=== About this task ===
From the data, copy out every line in which the word "SettlementInput" appears.

=== Source information ===

+ + + + +

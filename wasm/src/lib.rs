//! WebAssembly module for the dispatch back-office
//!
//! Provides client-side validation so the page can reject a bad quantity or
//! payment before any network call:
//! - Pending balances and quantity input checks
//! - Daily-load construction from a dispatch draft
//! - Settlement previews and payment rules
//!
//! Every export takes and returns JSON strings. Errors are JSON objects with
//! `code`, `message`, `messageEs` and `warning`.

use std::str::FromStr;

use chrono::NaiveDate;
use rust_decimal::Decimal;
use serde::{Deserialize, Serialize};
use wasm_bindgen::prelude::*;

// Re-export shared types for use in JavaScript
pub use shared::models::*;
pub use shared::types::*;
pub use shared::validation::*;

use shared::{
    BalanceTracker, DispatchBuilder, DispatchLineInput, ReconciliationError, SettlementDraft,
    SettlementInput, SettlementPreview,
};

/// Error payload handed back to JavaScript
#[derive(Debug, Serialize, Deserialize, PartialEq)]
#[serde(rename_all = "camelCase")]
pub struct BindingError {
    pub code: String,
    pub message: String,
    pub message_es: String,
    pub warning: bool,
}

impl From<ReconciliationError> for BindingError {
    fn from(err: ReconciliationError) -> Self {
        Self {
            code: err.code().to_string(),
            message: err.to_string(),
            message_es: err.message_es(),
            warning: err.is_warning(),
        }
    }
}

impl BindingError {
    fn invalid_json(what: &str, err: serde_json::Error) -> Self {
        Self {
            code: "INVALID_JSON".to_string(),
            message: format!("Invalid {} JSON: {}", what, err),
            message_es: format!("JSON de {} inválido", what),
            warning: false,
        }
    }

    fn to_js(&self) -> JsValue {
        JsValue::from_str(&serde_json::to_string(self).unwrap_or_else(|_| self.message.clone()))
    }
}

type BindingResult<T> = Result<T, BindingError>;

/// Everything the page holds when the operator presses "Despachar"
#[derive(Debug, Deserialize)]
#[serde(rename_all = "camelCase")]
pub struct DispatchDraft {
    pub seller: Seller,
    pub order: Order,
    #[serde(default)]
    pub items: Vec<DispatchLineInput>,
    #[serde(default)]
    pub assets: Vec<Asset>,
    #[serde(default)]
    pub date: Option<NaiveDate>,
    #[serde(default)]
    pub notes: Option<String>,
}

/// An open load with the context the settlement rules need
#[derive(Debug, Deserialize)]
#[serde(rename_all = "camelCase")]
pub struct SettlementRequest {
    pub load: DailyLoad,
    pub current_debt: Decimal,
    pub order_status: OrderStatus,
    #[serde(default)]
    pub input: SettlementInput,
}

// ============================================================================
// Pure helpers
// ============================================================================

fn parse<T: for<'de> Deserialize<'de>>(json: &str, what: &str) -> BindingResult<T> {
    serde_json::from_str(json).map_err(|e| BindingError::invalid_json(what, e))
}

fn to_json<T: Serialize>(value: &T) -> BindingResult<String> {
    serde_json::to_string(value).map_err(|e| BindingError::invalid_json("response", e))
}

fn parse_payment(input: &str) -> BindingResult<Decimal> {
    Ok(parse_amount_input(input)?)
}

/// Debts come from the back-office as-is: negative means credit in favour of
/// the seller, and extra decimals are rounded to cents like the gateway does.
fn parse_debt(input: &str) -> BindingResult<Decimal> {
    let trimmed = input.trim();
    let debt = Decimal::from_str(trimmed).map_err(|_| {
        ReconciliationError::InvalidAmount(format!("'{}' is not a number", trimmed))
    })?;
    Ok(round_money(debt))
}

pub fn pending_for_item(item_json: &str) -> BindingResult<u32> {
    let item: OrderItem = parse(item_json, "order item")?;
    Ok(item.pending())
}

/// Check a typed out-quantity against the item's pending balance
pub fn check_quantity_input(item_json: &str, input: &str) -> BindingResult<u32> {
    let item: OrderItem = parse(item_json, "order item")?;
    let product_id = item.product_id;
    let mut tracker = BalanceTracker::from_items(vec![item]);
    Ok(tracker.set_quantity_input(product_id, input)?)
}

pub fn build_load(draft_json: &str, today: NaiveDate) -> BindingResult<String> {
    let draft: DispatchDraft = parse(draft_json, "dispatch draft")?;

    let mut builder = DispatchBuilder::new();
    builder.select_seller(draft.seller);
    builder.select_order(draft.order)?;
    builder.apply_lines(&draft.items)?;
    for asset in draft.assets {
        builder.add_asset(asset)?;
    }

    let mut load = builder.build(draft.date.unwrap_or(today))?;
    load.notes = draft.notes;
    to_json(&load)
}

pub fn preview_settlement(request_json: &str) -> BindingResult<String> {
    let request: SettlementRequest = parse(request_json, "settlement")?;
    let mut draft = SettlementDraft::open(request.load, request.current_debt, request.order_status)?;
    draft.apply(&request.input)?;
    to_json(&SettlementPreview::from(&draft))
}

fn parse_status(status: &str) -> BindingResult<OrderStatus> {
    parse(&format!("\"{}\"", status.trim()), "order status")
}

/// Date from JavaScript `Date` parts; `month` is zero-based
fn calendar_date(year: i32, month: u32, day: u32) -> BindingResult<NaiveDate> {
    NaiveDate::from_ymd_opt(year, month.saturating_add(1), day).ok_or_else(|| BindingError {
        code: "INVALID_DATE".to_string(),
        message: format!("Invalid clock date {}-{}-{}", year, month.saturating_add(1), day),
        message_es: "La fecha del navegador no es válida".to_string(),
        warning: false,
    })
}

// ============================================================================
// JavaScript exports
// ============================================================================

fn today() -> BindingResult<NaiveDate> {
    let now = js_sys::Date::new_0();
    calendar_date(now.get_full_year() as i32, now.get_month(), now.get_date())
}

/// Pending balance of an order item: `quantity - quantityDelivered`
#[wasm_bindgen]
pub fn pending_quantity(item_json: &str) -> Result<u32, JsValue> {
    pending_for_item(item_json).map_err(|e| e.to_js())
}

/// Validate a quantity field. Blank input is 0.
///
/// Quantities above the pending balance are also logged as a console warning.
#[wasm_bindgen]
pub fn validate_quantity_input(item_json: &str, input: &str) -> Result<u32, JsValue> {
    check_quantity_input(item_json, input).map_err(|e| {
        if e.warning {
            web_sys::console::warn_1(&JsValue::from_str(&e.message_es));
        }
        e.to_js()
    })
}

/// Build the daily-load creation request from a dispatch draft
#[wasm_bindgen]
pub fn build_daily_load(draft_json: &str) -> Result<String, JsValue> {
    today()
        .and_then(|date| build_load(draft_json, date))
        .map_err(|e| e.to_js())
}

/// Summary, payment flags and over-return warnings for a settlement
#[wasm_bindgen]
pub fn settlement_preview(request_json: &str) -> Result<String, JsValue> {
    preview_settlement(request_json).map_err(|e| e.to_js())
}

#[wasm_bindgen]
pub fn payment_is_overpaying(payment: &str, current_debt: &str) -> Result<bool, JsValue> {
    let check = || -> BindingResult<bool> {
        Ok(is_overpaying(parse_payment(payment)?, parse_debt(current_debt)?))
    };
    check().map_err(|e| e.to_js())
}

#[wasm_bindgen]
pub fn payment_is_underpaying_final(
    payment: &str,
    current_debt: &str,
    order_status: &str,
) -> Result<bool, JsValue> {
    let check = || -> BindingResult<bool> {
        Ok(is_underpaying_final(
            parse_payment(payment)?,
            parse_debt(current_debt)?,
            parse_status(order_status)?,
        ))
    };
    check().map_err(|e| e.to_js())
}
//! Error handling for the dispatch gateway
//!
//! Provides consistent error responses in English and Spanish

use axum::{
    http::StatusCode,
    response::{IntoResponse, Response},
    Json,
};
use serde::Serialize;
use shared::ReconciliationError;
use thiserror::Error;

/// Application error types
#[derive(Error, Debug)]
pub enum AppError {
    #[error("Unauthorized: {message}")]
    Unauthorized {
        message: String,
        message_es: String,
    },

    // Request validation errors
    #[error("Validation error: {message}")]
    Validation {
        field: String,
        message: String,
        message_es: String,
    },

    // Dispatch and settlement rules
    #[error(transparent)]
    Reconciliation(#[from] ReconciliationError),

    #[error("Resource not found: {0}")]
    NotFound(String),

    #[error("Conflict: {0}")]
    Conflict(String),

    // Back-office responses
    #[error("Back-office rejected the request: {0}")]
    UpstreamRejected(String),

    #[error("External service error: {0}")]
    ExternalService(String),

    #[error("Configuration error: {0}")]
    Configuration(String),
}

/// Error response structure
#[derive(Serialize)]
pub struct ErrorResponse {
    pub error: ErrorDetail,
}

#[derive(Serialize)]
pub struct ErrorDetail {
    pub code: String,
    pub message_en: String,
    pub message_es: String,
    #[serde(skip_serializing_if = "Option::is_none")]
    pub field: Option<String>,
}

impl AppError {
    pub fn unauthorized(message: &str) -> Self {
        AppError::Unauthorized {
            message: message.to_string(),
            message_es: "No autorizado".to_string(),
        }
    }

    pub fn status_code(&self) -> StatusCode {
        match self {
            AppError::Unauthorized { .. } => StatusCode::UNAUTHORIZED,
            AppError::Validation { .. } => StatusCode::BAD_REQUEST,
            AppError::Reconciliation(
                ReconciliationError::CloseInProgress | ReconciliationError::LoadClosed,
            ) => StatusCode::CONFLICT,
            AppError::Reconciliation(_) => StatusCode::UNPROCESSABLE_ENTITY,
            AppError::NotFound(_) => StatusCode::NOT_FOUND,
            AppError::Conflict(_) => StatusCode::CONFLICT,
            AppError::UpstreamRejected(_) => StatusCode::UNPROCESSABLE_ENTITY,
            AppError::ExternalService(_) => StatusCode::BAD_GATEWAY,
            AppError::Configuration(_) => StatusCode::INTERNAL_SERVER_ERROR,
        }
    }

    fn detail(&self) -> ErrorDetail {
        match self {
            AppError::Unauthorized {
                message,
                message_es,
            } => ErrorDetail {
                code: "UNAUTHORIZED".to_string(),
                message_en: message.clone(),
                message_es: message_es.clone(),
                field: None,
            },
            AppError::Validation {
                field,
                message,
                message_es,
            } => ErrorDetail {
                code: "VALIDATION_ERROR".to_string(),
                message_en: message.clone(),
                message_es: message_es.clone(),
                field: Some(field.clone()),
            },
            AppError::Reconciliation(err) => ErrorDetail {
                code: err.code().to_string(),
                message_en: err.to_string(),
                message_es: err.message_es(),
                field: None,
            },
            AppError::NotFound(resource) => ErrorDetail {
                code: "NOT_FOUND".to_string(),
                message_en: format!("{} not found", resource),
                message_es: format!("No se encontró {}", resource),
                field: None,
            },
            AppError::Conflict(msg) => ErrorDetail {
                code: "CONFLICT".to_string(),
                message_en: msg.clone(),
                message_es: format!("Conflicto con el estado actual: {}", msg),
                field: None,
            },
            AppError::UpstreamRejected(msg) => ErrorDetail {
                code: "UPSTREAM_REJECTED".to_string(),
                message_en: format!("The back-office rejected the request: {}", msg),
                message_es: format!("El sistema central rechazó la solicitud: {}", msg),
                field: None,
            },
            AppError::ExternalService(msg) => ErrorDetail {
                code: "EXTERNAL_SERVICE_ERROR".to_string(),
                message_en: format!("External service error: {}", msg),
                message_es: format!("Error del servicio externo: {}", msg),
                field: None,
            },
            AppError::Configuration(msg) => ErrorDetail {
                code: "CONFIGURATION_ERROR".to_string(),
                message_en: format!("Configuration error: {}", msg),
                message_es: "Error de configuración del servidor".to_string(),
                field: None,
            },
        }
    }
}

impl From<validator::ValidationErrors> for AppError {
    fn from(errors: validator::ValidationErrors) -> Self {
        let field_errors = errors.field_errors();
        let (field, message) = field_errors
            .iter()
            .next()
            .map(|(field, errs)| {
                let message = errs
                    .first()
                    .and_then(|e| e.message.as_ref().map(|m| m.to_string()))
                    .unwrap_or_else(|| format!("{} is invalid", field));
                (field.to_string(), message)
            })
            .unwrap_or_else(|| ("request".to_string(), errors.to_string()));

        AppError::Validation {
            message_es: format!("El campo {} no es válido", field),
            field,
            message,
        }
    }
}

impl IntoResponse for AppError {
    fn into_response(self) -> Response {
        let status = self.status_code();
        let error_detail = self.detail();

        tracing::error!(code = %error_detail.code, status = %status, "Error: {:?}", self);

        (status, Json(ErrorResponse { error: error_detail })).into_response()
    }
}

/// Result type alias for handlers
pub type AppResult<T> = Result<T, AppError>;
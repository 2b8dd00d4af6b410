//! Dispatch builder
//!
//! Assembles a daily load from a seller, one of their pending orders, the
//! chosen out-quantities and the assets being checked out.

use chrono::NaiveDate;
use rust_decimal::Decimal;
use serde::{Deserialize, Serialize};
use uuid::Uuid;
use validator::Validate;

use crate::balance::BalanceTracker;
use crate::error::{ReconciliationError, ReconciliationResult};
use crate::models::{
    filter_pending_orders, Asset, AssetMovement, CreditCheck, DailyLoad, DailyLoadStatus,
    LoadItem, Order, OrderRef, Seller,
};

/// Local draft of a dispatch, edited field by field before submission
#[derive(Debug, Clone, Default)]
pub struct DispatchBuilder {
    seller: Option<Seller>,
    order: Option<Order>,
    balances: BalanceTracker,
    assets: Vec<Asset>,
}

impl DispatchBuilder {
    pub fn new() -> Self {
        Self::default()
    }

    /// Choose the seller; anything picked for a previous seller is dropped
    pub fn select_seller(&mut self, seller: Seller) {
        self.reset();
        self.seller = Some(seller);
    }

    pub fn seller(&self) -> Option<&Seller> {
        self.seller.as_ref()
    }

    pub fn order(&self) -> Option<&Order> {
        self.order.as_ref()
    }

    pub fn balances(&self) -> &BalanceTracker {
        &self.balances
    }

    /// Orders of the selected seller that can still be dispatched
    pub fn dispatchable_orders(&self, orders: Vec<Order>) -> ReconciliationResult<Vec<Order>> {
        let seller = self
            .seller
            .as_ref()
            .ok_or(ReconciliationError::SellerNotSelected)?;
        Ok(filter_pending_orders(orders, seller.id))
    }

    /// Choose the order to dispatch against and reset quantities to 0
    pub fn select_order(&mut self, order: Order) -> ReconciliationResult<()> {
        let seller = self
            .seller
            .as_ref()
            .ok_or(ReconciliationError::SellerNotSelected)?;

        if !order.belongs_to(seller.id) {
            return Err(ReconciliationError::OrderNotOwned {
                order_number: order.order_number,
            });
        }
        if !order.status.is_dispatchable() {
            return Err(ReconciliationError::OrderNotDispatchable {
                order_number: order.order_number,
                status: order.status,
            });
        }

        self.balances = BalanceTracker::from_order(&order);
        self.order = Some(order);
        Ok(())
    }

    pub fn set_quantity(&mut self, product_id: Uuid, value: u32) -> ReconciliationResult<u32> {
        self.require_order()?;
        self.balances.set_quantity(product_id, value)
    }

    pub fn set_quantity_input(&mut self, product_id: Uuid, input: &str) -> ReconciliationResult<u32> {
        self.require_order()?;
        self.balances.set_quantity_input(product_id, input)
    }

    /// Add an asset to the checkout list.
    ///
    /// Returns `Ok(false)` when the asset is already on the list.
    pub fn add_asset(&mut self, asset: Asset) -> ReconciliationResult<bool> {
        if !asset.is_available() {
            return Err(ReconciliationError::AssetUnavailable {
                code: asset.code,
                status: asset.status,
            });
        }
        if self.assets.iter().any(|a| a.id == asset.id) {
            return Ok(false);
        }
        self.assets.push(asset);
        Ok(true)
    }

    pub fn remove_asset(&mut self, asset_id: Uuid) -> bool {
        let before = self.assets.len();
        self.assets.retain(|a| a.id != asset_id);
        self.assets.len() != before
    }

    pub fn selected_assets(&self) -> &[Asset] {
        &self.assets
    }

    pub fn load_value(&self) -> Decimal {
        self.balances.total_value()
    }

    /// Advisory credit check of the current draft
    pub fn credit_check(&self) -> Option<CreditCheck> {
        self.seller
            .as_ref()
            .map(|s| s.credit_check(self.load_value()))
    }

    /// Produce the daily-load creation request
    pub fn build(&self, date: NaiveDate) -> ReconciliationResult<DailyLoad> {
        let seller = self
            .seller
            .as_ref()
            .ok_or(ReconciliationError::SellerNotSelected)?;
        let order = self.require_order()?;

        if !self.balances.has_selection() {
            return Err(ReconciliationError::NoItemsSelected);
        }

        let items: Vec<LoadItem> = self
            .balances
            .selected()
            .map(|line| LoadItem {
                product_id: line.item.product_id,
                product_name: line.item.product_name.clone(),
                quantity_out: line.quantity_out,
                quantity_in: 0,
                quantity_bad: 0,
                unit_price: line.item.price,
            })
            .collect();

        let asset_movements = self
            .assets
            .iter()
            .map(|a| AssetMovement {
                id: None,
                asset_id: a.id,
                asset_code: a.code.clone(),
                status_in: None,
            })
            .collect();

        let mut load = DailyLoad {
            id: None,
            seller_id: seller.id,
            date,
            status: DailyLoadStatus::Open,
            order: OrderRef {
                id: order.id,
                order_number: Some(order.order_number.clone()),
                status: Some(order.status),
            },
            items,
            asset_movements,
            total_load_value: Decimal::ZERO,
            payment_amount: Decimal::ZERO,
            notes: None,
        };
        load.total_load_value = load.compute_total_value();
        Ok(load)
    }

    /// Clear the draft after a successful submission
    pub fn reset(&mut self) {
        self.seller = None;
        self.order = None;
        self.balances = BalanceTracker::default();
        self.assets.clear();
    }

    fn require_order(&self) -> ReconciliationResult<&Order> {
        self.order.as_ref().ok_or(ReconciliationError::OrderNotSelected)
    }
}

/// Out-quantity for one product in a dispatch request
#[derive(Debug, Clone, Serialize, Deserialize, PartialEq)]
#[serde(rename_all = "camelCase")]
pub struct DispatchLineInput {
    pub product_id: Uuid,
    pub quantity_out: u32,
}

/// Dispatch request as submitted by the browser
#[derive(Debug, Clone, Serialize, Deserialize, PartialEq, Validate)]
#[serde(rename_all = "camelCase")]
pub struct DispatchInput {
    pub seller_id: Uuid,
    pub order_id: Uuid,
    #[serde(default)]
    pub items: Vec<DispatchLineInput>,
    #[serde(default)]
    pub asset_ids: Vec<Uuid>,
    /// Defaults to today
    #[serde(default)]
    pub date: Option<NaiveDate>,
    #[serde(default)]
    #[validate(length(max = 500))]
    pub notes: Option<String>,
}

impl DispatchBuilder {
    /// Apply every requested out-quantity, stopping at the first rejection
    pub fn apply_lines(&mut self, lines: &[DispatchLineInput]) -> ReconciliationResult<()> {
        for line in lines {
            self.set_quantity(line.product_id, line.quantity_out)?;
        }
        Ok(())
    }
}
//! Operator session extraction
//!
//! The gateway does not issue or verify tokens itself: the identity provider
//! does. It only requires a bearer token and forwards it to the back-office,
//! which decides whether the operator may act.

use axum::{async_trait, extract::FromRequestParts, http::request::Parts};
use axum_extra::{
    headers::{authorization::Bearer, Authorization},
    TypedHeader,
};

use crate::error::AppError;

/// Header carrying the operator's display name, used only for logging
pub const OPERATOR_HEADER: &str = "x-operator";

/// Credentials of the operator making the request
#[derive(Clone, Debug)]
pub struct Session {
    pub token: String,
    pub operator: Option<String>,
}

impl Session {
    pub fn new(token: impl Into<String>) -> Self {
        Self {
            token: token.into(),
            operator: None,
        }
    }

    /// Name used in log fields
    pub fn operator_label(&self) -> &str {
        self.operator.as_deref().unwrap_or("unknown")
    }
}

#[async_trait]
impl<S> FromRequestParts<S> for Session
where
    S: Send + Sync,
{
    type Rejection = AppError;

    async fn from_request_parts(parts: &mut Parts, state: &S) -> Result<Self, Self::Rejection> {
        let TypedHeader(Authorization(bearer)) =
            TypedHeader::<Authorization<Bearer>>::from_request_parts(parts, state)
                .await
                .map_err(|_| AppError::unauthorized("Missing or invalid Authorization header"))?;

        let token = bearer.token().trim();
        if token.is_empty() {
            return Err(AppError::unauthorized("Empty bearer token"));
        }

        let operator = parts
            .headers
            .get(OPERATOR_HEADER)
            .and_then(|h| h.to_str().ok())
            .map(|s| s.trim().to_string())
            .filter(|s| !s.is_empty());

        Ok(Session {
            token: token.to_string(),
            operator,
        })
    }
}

+ + + + +

=== Task response ===
    SettlementInput, SettlementPreview,
    pub input: SettlementInput,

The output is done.